Managing The Dragon's China Predictions For 2015
Post# of 162
http://www.forbes.com/sites/jackperkowski/201...-for-2015/
Chinese companies will set a new record in 2015.
Prediction #5: Car Sharing Will Become A Growing Trend In China’s Auto Industry, Spurring Demand For Electric Vehicles
Although China’s increasing wealth will continue to drive the growth of car ownership, severe air pollution and traffic congestion have led a number of large Chinese cities to take actions to limit the growth in the number of private cars. Beijing, Shanghai, Guangzhou, Guiyang, Tianjin and Hangzhou already limit the number of vehicles registered each year through various means. While Beijing and Guiyang issue plates through a lottery, Shanghai uses a bidding scheme. Guangzhou and Tianjin use both systems.

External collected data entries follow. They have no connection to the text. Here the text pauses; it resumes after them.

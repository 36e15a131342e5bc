//! Fetch cooldown state machine.
//!
//! Enforces the minimum wait between user-triggered fetches. Started
//! unconditionally after every fetch dispatch; there is no cancellation
//! path, only expiry (or process restart).

/// Seconds between permitted fetches.
pub const COOLDOWN_SECS: u32 = 600;

/// Cooldown state for gating the fetch trigger.
#[derive(Debug, Clone, Copy, PartialEq, Eq, Default)]
pub enum CooldownState {
    #[default]
    Ready,
    CoolingDown {
        remaining: u32,
    },
}

impl CooldownState {
    /// True if a new fetch can be dispatched.
    pub fn can_fetch(self) -> bool {
        matches!(self, CooldownState::Ready)
    }

    /// State after a fetch dispatch. Always restarts the full cooldown.
    pub fn start(self) -> Self {
        CooldownState::CoolingDown {
            remaining: COOLDOWN_SECS,
        }
    }

    /// State after one one-second tick.
    pub fn tick(self) -> Self {
        match self {
            CooldownState::Ready => CooldownState::Ready,
            CooldownState::CoolingDown { remaining } if remaining <= 1 => CooldownState::Ready,
            CooldownState::CoolingDown { remaining } => CooldownState::CoolingDown {
                remaining: remaining - 1,
            },
        }
    }

    /// Seconds until the fetch trigger re-enables.
    pub fn remaining(self) -> u32 {
        match self {
            CooldownState::Ready => 0,
            CooldownState::CoolingDown { remaining } => remaining,
        }
    }

    /// Countdown text shown while cooling down, `None` once ready.
    pub fn countdown_label(self) -> Option<String> {
        match self {
            CooldownState::Ready => None,
            CooldownState::CoolingDown { remaining } => {
                let mins = remaining / 60;
                let secs = remaining % 60;
                Some(format!("Refresh available in {mins:02}:{secs:02}"))
            }
        }
    }
}
//! Country and city catalog for Skycast
//!
//! Loads the flat city dataset once at startup, builds country/city lookup
//! tables, and narrows candidate lists as the user types.

pub mod catalog;
pub mod countries;
pub mod filter;

pub use catalog::{City, CityCatalog};
pub use countries::{country_name, flag_glyph};
pub use filter::{filter, filter_with, MAX_RESULTS, SIMILARITY_CUTOFF};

Aside from government restrictions, and despite increasing per capita incomes, many Chinese consumers still cannot afford the car of their dreams, particularly when the cost of maintenance and parking are taken into account. Many Chinese consumers would prefer access to a car, but do not necessarily need to own a car.
For China’s cities, and for many of Chinese consumers, car sharing programs can help reduce the number of cars on the streets, while at the same time, meet China’s increasing demand for personal mobility. Car sharing programs come in a variety of forms.
Station-based car sharing programs offer vehicles at designated car sharing stations within a defined service area. Depending upon availability, cars can be reserved spontaneously or in advance by phone, website or smartphone application. Free floating car sharing programs provide vehicles without designated car sharing stations for spontaneous car access for short trips within a defined area. The cars, which can be located by service hotline, website or smartphone application, are parked in legal parking spots within a defined area. Reservations are not required, and are typically made only for short periods of time — 15 to 30 minutes. Finally, peer-to-peer car-sharing companies provide a platform for members to rent vehicles owned by other members in the network.
Whatever the form, car sharing is growing in China. In 2012 there were only two car-sharing operators, with a total of 39 vehicles in Chinese cities. Today, China’s car-sharing network has grown to a total of 1000 vehicles with five active operators in Beijing, Hangzhou, Wuhan, Shenzhen and Changsha. In its study, “Sharing the future – Perspectives on the Chinese car-sharing market,” Roland Berger Strategy Consultants predict annual growth of about 80 percent in China for the next five years.
The growth in car sharing will also provide new demand for electric vehicles because these programs tend to mitigate the disadvantages of high cost, range and the availability of charging stations normally associated with electric vehicles. An emphasis on low cost and affordability, however, means that the prime beneficiaries of this trend will be the growing number of manufacturers of small and affordable electric vehicles, not necessarily the manufacturers of expensive luxury models.